Nat is also obstructed by her disapproving mother-in-law and extended family. To win them over, Nat agrees to exorcise Tok (Krittin Thongmai), a dead worker haunting the family’s factory. Since ghosts are brought back by the love of those who still remember the dead, Nat must find the worker tethering Tok to the living and have their memory erased via electroshock. Nat’s successful attempt causes the separation of a human-ghost couple, much like her own. As she continues to carry out the demands of others, she herself corrupts love, the very force that brought her back. In return for the possibility of having a child with March through a surrogate, Nat agrees to erase the ghosts that haunt Dr. Paul and his ministers—victims of their atrocities, including those killed in the 2010 Red Shirt massacre.
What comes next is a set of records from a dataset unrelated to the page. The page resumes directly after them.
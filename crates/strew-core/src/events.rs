use serde::{Deserialize, Serialize};

/// Watch event type
#[derive(Debug, Clone, Copy, PartialEq, Eq, Serialize, Deserialize)]
#[serde(rename_all = "UPPERCASE")]
pub enum WatchEventType {
    Added,
    Modified,
    Deleted,
    Error,
}

/// A single event from a watch stream.
///
/// `object` is optional because servers emit bookmark and error frames
/// without a payload; consumers must tolerate events that carry nothing.
#[derive(Debug, Clone, Serialize, Deserialize)]
pub struct WatchEvent<T> {
    #[serde(rename = "type")]
    pub event_type: WatchEventType,
    pub object: Option<T>,
}

impl<T> WatchEvent<T> {
    /// Create an ADDED event
    pub fn added(object: T) -> Self {
        Self {
            event_type: WatchEventType::Added,
            object: Some(object),
        }
    }

    /// Create a MODIFIED event
    pub fn modified(object: T) -> Self {
        Self {
            event_type: WatchEventType::Modified,
            object: Some(object),
        }
    }

    /// Create a DELETED event
    pub fn deleted(object: T) -> Self {
        Self {
            event_type: WatchEventType::Deleted,
            object: Some(object),
        }
    }
}
//! Strew Scheduler - spread-first Pod to Node placement
//!
//! This crate provides:
//! - Filter predicates (node label selector, taints, required node affinity)
//! - Spread scoring (fewest workloads, co-located workloads weighted)
//! - Pod binding with retry and conflict handling
//! - The event-driven scheduling loop

pub mod error;
pub mod types;
pub mod filter;
pub mod score;
pub mod binder;
pub mod scheduler;

// Re-export commonly used types
pub use binder::{BindOutcome, Binder, BinderConfig};
pub use error::{SchedulerError, Result};
pub use scheduler::{Scheduler, SchedulerConfig};
pub use types::{SchedulingContext, FilterResult, ScheduleOutcome, SchedulerStats, ScoreResult};
use crate::error::Result;
use async_trait::async_trait;
use futures_util::stream::BoxStream;
use std::time::Duration;
use strew_core::{Node, Pod, PodRef, WatchEvent};

/// Stream of pod watch events, ending when the watch window closes
///
/// Individual items may be `Err` when the underlying transport fails
/// mid-stream; the stream ends after yielding such an error.
pub type PodEventStream = BoxStream<'static, Result<WatchEvent<Pod>>>;

/// Trait for cluster API access
///
/// This trait abstracts over the HTTP API server so the scheduling loop
/// can be driven against `MockClusterClient` in tests.
#[async_trait]
pub trait ClusterClient: Send + Sync {
    /// List all nodes in the cluster
    async fn list_nodes(&self) -> Result<Vec<Node>>;

    /// List all pods across all namespaces
    async fn list_pods(&self) -> Result<Vec<Pod>>;

    /// Open a watch over pods across all namespaces
    ///
    /// The returned stream yields events as the server publishes them and
    /// ends once `timeout` passes without activity. Callers are expected
    /// to re-open the watch when the stream ends.
    async fn watch_pods(&self, timeout: Duration) -> Result<PodEventStream>;

    /// Bind a pod to a node
    ///
    /// Fails with [`crate::ClientError::Conflict`] when the pod is
    /// already bound.
    async fn bind_pod(&self, pod: &PodRef, node_name: &str) -> Result<()>;
}
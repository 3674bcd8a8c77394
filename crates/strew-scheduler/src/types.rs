use strew_core::Pod;

/// Scheduling context for a single placement decision
#[derive(Debug, Clone)]
pub struct SchedulingContext {
    /// Pod to be placed
    pub pod: Pod,
    /// All pods in the cluster, bound and unbound, for spread scoring
    pub pods: Vec<Pod>,
}

impl SchedulingContext {
    /// Create a new scheduling context
    pub fn new(pod: Pod, pods: Vec<Pod>) -> Self {
        Self { pod, pods }
    }
}

/// Result of filtering a node
#[derive(Debug, Clone)]
pub struct FilterResult {
    /// Node name
    pub node_name: String,
    /// Whether the node passed the filter
    pub passed: bool,
    /// Reason for failure (if any)
    pub reason: Option<String>,
}

impl FilterResult {
    /// Create a passing filter result
    pub fn pass(node_name: String) -> Self {
        Self {
            node_name,
            passed: true,
            reason: None,
        }
    }

    /// Create a failing filter result
    pub fn fail(node_name: String, reason: String) -> Self {
        Self {
            node_name,
            passed: false,
            reason: Some(reason),
        }
    }
}

/// Result of scoring a node
#[derive(Debug, Clone)]
pub struct ScoreResult {
    /// Node name
    pub node_name: String,
    /// Spread score (lower is better)
    pub score: usize,
}

impl ScoreResult {
    /// Create a new score result
    pub fn new(node_name: String, score: usize) -> Self {
        Self { node_name, score }
    }
}

/// Outcome of handling one claimed pod
#[derive(Debug, Clone, PartialEq, Eq)]
pub enum ScheduleOutcome {
    /// The pod was bound to the named node
    Bound { node_name: String },
    /// The pod needed no action from this scheduler
    Skipped { reason: String },
}

/// Counters reported when the scheduling loop shuts down
#[derive(Debug, Clone, Copy, Default)]
pub struct SchedulerStats {
    /// Pods bound by this scheduler
    pub bound: u64,
    /// Pods claimed but needing no action
    pub skipped: u64,
    /// Pods whose placement failed
    pub failed: u64,
}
Dust functions as a useful metaphor—on one level, it is residue of the past, representing how historical memory is pushed aside or erased, much like how the constitutional democracy introduced by the People’s Party is now trampled on by a power-abusive government. On another level, it symbolizes those in society who are seen as insignificant, such as the workers at the factory and queer people like Tok. However, just as dust is persistent and pervasive, the marginalized choose to resist—refusing to be sucked into a vacuum and have their memories erased. Remembrance becomes defiance, as the loved ones of the Red Shirt massacre’s victims refuse to forget, no matter how many Nat roots out.
As it turns out, not all ghosts that possess vacuum cleaners are “useful.” The film’s narrator, an unnamed man played by Wisarut Homhuan who describes himself as an “Academic Ladyboy,” is startled when his vacuum cleaner begins coughing up dust in the middle of the night. This machine is haunted by Krong (Wanlop Rungkumjad), a sexy young man with bad-boy charm. Krong was killed during the Red Shirt massacre and returns as a ghost to tell Nat’s story to the “Academic Ladyboy,” who has the hots for him. “Ghosts are those who don’t give in to death,” says the “Ladyboy,” “their very return is an act of protest.” Touched by the sentiment, Krong makes love to his newly recruited revolutionary in an unforgettable sequence filled with queer sensuality, melancholy, and comedy. As they climax, the “Ladyboy” declares that he will remember Krong, from his death and resistance to his moans of pleasure.
A Useful Ghost’s harmonious interplay of absurdist humour, eroticism, and politics are anchored by its deeply resonant human drama centered on memory and yearning. While opposing Nat’s return to the living, Suman harbors hope that her deceased husband will also come back. Though surrounded by ghosts, Suman’s deepest haunting is her loneliness. Burdened with single motherhood and the forced responsibility of managing the family factory, Suman is further ostracized for her Teochew heritage. “They didn’t want me to raise him,” Suman says, describing how her husband’s family took her son out of fear that he “would not speak standard Thai.” As Teochew-Thai people are increasingly assimilated, the preservation of their dialect and cultural memory becomes more critical, reinforcing the call to remembrance Boonchachoke has meticulously crafted.